--- ASSIGNED TASK ---
In the listing below, find each line that holds "first" and list it.

--- GIVEN RECORDS ---
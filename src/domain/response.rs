use serde::{Deserialize, Serialize};
use std::collections::HashMap;
use std::time::Duration;

#[derive(Debug, Clone, Copy, PartialEq, Eq, Serialize, Deserialize)]
#[serde(rename_all = "SCREAMING_SNAKE_CASE")]
pub enum ResponseStatus {
    Success,
    Failure,
    Pending,
    Stopped,
}

/// Outcome of one consultation.
///
/// Immutable after construction. Context enhancement and timing produce a
/// new value through [`Response::to_builder`] or the consuming helpers.
#[derive(Debug, Clone, PartialEq, Serialize, Deserialize)]
pub struct Response {
    status: ResponseStatus,
    output: String,
    confidence: f64,
    recommendations: Vec<String>,
    processing_time_ms: u64,
    error: Option<String>,
    escalation_reason: Option<String>,
    result_context: HashMap<String, serde_json::Value>,
}

impl Response {
    pub fn builder(status: ResponseStatus) -> ResponseBuilder {
        ResponseBuilder {
            status,
            output: String::new(),
            confidence: 0.0,
            recommendations: Vec::new(),
            processing_time: Duration::ZERO,
            error: None,
            escalation_reason: None,
            result_context: HashMap::new(),
        }
    }

    pub fn success(output: impl Into<String>, confidence: f64) -> Self {
        Self::builder(ResponseStatus::Success)
            .output(output)
            .confidence(confidence)
            .build()
    }

    /// FAILURE response carrying `error` both as output and as the error message.
    pub fn failure(error: impl Into<String>) -> Self {
        let error = error.into();
        Self::builder(ResponseStatus::Failure)
            .output(error.clone())
            .error(error)
            .build()
    }

    pub fn status(&self) -> ResponseStatus {
        self.status
    }

    pub fn is_success(&self) -> bool {
        self.status == ResponseStatus::Success
    }

    pub fn output(&self) -> &str {
        &self.output
    }

    pub fn confidence(&self) -> f64 {
        self.confidence
    }

    pub fn recommendations(&self) -> &[String] {
        &self.recommendations
    }

    pub fn processing_time(&self) -> Duration {
        Duration::from_millis(self.processing_time_ms)
    }

    pub fn error(&self) -> Option<&str> {
        self.error.as_deref()
    }

    pub fn escalation_reason(&self) -> Option<&str> {
        self.escalation_reason.as_deref()
    }

    pub fn result_context(&self) -> &HashMap<String, serde_json::Value> {
        &self.result_context
    }

    #[must_use]
    pub fn with_processing_time(self, elapsed: Duration) -> Self {
        Self {
            processing_time_ms: u64::try_from(elapsed.as_millis()).unwrap_or(u64::MAX),
            ..self
        }
    }

    /// Builder seeded with every field of this response.
    pub fn to_builder(&self) -> ResponseBuilder {
        ResponseBuilder {
            status: self.status,
            output: self.output.clone(),
            confidence: self.confidence,
            recommendations: self.recommendations.clone(),
            processing_time: self.processing_time(),
            error: self.error.clone(),
            escalation_reason: self.escalation_reason.clone(),
            result_context: self.result_context.clone(),
        }
    }
}

#[derive(Debug, Clone)]
pub struct ResponseBuilder {
    status: ResponseStatus,
    output: String,
    confidence: f64,
    recommendations: Vec<String>,
    processing_time: Duration,
    error: Option<String>,
    escalation_reason: Option<String>,
    result_context: HashMap<String, serde_json::Value>,
}

impl ResponseBuilder {
    #[must_use]
    pub fn output(mut self, output: impl Into<String>) -> Self {
        self.output = output.into();
        self
    }

    /// Clamped to `[0, 1]`; NaN becomes 0.
    #[must_use]
    pub fn confidence(mut self, confidence: f64) -> Self {
        self.confidence = if confidence.is_nan() {
            0.0
        } else {
            confidence.clamp(0.0, 1.0)
        };
        self
    }

    #[must_use]
    pub fn recommendation(mut self, recommendation: impl Into<String>) -> Self {
        self.recommendations.push(recommendation.into());
        self
    }

    #[must_use]
    pub fn recommendations<I, S>(mut self, recommendations: I) -> Self
    where
        I: IntoIterator<Item = S>,
        S: Into<String>,
    {
        self.recommendations
            .extend(recommendations.into_iter().map(Into::into));
        self
    }

    #[must_use]
    pub fn processing_time(mut self, elapsed: Duration) -> Self {
        self.processing_time = elapsed;
        self
    }

    #[must_use]
    pub fn error(mut self, error: impl Into<String>) -> Self {
        self.error = Some(error.into());
        self
    }

    #[must_use]
    pub fn escalation_reason(mut self, reason: impl Into<String>) -> Self {
        self.escalation_reason = Some(reason.into());
        self
    }

    #[must_use]
    pub fn result(mut self, key: impl Into<String>, value: impl Into<serde_json::Value>) -> Self {
        self.result_context.insert(key.into(), value.into());
        self
    }

    pub fn build(self) -> Response {
        Response {
            status: self.status,
            output: self.output,
            confidence: self.confidence,
            recommendations: self.recommendations,
            processing_time_ms: u64::try_from(self.processing_time.as_millis())
                .unwrap_or(u64::MAX),
            error: self.error,
            escalation_reason: self.escalation_reason,
            result_context: self.result_context,
        }
    }
}

#[cfg(test)]
mod tests {
    use super::*;

    #[test]
    fn test_confidence_is_clamped() {
        assert!((Response::success("ok", 1.7).confidence() - 1.0).abs() < f64::EPSILON);
        assert!(Response::success("ok", -0.3).confidence().abs() < f64::EPSILON);
        assert!(Response::success("ok", f64::NAN).confidence().abs() < f64::EPSILON);
    }

    #[test]
    fn test_failure_carries_error() {
        let response = Response::failure("Authentication failed: Invalid security credentials");
        assert_eq!(response.status(), ResponseStatus::Failure);
        assert!(!response.is_success());
        assert_eq!(
            response.error(),
            Some("Authentication failed: Invalid security credentials")
        );
    }

    #[test]
    fn test_to_builder_leaves_original_untouched() {
        let original = Response::builder(ResponseStatus::Success)
            .output("guidance")
            .recommendation("first")
            .build();
        let enhanced = original.to_builder().recommendation("second").build();

        assert_eq!(original.recommendations(), ["first"]);
        assert_eq!(enhanced.recommendations(), ["first", "second"]);
        assert_eq!(enhanced.output(), "guidance");
    }

    #[test]
    fn test_with_processing_time() {
        let response = Response::success("ok", 0.9).with_processing_time(Duration::from_millis(42));
        assert_eq!(response.processing_time(), Duration::from_millis(42));
    }
}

--- EXERCISE OUTPUT ---
            .recommendation("first")
        assert_eq!(original.recommendations(), ["first"]);
        assert_eq!(enhanced.recommendations(), ["first", "second"]);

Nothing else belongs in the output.